She wasn’t the idiot. Now he was sure. She appeared so defenseless that it was almost impossible not to hug her. A spontaneous double file of couples was forming: the maid with the fixed smile and the young man with the flat nose, stern during their inflexible private Sunday; the two adolescents isolated in their final rapture and their initial selfishness: the poor dirty old man, convinced of the fervent loyalty of the little wife with the round and jiggling buttocks who trotted alongside him, allowing herself to be looked at.
That was the past: Claudia filled with admiration and promises, and he telling himself there’s no reason to worry; him believing that life was going to remain there, detained in that unjust romance, one next to the other, protected – who knows why – alone in the cloud of smoke and filthy metaphors. This was the present: her searching for him, pressured, with the indispensable hatred toward Andrés, summoning him like someone who calls the substitute when the regular person has died or isn’t effective or resigns; him, stopped by force, stirred by the past and the promises that this one secured, but also imperceptibly injured by that feeling of deprivation toward him who they attempt to lift out of a garbage can.15
- It’s a common image, but both of them aren’t very thin. I shouldn’t forget that in part I am Lamas, nor also that I have experienced moments of dangerous depression during which I slowly savored some image of the same mold.

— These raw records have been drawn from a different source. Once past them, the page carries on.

use std::{fmt, str::FromStr};

use serde::{Deserialize, Serialize};

use crate::diagram::{DiagramStyle, ThemeVariables};

// structs and types

// the closed set of color themes
//
// each theme maps to a body class "theme-<name>" that swaps the css color variables
#[derive(Clone, Copy, Debug, Default, PartialEq, Eq, Hash, Serialize, Deserialize)]
#[serde(rename_all = "lowercase")]
pub enum Theme {
    #[default]
    Blue,
    Green,
    Purple,
    Orange,
    Contrast,
}

impl Theme {
    pub fn all() -> Vec<Self> {
        vec![
            Self::Blue,
            Self::Green,
            Self::Purple,
            Self::Orange,
            Self::Contrast,
        ]
    }

    pub fn name(self) -> &'static str {
        match self {
            Self::Blue => "blue",
            Self::Green => "green",
            Self::Purple => "purple",
            Self::Orange => "orange",
            Self::Contrast => "contrast",
        }
    }

    pub fn css_class(self) -> String {
        format!("{}{}", crate::THEME_CLASS_PREFIX, self.name())
    }

    // must match --accent-color in the stylesheet for this theme
    pub fn accent(self) -> &'static str {
        match self {
            Self::Blue => "#005EB8",
            Self::Green => "#007F3B",
            Self::Purple => "#330072",
            Self::Orange => "#ED8B00",
            Self::Contrast => "#FFEB3B",
        }
    }

    // must match --text-color, which dark mode overrides for every theme except contrast
    pub fn text_color(self, dark_mode: bool) -> &'static str {
        match (self, dark_mode) {
            (Self::Contrast, _) => "#FFFFFF",
            (_, true) => "#E8EDEE",
            (_, false) => "#212B32",
        }
    }

    // contrast is rendered light-on-black regardless of the dark mode flag
    pub fn is_dark(self) -> bool {
        self == Self::Contrast
    }
}

impl fmt::Display for Theme {
    fn fmt(&self, f: &mut fmt::Formatter<'_>) -> fmt::Result {
        let name = match self {
            Self::Blue => "Blue",
            Self::Green => "Green",
            Self::Purple => "Purple",
            Self::Orange => "Orange",
            Self::Contrast => "High Contrast",
        };
        write!(f, "{}", name)
    }
}

impl FromStr for Theme {
    type Err = anyhow::Error;

    fn from_str(value: &str) -> Result<Self, Self::Err> {
        let value = value.trim();
        let value = value.strip_prefix(crate::THEME_CLASS_PREFIX).unwrap_or(value);

        Self::all()
            .into_iter()
            .find(|theme| theme.name().eq_ignore_ascii_case(value))
            .ok_or_else(|| anyhow::Error::msg(format!("unknown theme: {value}")))
    }
}

// named font size classes, at most one of which is on the body
#[derive(Clone, Copy, Debug, PartialEq, Eq, Hash, Serialize, Deserialize)]
#[serde(rename_all = "lowercase")]
pub enum TextScale {
    Small,
    Medium,
    Large,
    XLarge,
}

impl TextScale {
    pub fn all() -> Vec<Self> {
        vec![Self::Small, Self::Medium, Self::Large, Self::XLarge]
    }

    pub fn css_class(self) -> &'static str {
        match self {
            Self::Small => "scale-small",
            Self::Medium => "scale-medium",
            Self::Large => "scale-large",
            Self::XLarge => "scale-xlarge",
        }
    }

    // the "A" buttons in the toolbar
    pub fn label(self) -> &'static str {
        match self {
            Self::Small => "A-",
            Self::Medium => "A",
            Self::Large => "A+",
            Self::XLarge => "A++",
        }
    }
}

impl fmt::Display for TextScale {
    fn fmt(&self, f: &mut fmt::Formatter<'_>) -> fmt::Result {
        write!(f, "{}", self.css_class())
    }
}

// accepts either the full class ("scale-large") or the bare name ("large")
impl FromStr for TextScale {
    type Err = anyhow::Error;

    fn from_str(value: &str) -> Result<Self, Self::Err> {
        let value = value.trim();
        let name = value.strip_prefix("scale-").unwrap_or(value);

        Self::all()
            .into_iter()
            .find(|scale| scale.css_class()["scale-".len()..].eq_ignore_ascii_case(name))
            .ok_or_else(|| anyhow::Error::msg(format!("unknown text scale: {value}")))
    }
}

// the in-memory copy of everything that survives across sessions
#[derive(Clone, Debug, Default, PartialEq, Eq, Serialize, Deserialize)]
pub struct PreferenceSet {
    pub theme: Theme,
    pub dark_mode: bool,
    pub text_scale: Option<TextScale>,
}

impl PreferenceSet {
    pub fn diagram_style(&self, font_size: &str, font_family: &str) -> DiagramStyle {
        let accent = self.theme.accent();

        let line = if self.dark_mode || self.theme.is_dark() {
            "#ffffff"
        } else {
            accent
        };

        DiagramStyle {
            theme: String::from("default"),
            theme_variables: ThemeVariables {
                font_size: font_size.to_owned(),
                font_family: font_family.to_owned(),
                primary_color: accent.to_owned(),
                primary_text_color: self.theme.text_color(self.dark_mode).to_owned(),
                line_color: line.to_owned(),
            },
        }
    }
}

“I think that one can be honest. I was never, you know, one of those who stick posters of naked women to the headboard of the bed.”16
- Never. Generally, I hid those images in the letter X of the Larousse Dictionary.
“They do that?”
The naiveté, lasting and dated, wasn’t a joke. The new face, of impenetrable experience, that had learned so much in eleven years, lacked the minimum pornographic scholarship.
“The ones who do it are those who don’t dare to have them there, in body and soul.”
“And did you dare?”
“I do.”
“In body and soul?”
That was the past: Andrés acting as a witness, consumed with resignation and inertia; Claudia in the trap of cordiality, affection, compassion: as for him, so quiet because he thought very little, because he didn’t like to think nor talk nor worry. This was the present: Claudia eleven years hence, with her false cynicism, with a desire to win; him, sleepless once again, seeing what happened before very clearly and that which is today very confusedly; Claudia and him, now, behind the dirty old man and the jiggling buttocks, buying the tickets for the zoo, and Andrés acting as a witness today too.
“In reality, each new era always catches me off guard,” he was saying. “When you appeared I hadn’t understood the images of early adolescence yet. I had not become accustomed to discovering you and you were already married to Andrés. I had not accepted the diseased solitude to which that act was condemning me, when other women appeared. One after the other, when I still didn’t know what to do with the first one.”
“And now?”
“Now you’re here again. And I don’t know what I should do with the other Claudia.”
She didn’t say anything. The old man and the little wife were tossing candies to the monkeys. A young boy wearing a sailor’s suit was buying a yellow balloon and the older monkey was ostentatiously displaying his bright red buttocks.
“I don’t know what to do with the earlier Claudia.”
She became sad for the first time. Now cynicism was uncomfortable. Like a new suit. The young monkey was grabbing only the green candies, which were mint. Pursued, the female monkey came out with another baby monkey on her back, holding on like a disagreeable excretion.
“Perhaps she would know something if she understood Andrés.”
She wasn’t saying anything. Did she simply not dare, or could it be the same type of silence that he had used when he had nothing to say?
The viper barely moved in the long and filthy glass showcase, and that abusive life inside an inanimate horrible thing was like an inevitable mouthful of disgust.
“I can’t understand why she delegates you. It’s as if she thinks that I’m an imbecile or a pig.”
They mechanically looked into the pit that separated the rails. The guy was immobile, with his old horn nose awaiting the impossible lucidity. A little girl with braids who was hanging from an imperceptibly tall mother, was asking if it was a hippopotamus and the mother was saying no, but she wasn’t saying what it was.
After all he is (or was) my friend.17
Yes, that was the past: those three organized in a kind of mutual mocking, each one thinking that the other two didn’t communicate and that he was the only proper man. And this was the present: him, engaged in the search for motives, for remorse and for scruples, only somewhat prepared to carry the load of another affair, with the dead weight of his dubious conscience as a friend; him, engaged in conjecture in front of quiet Claudia, while they return to find the old man and the little wife still entertained in front of the eminent monkey who preferred mint candy.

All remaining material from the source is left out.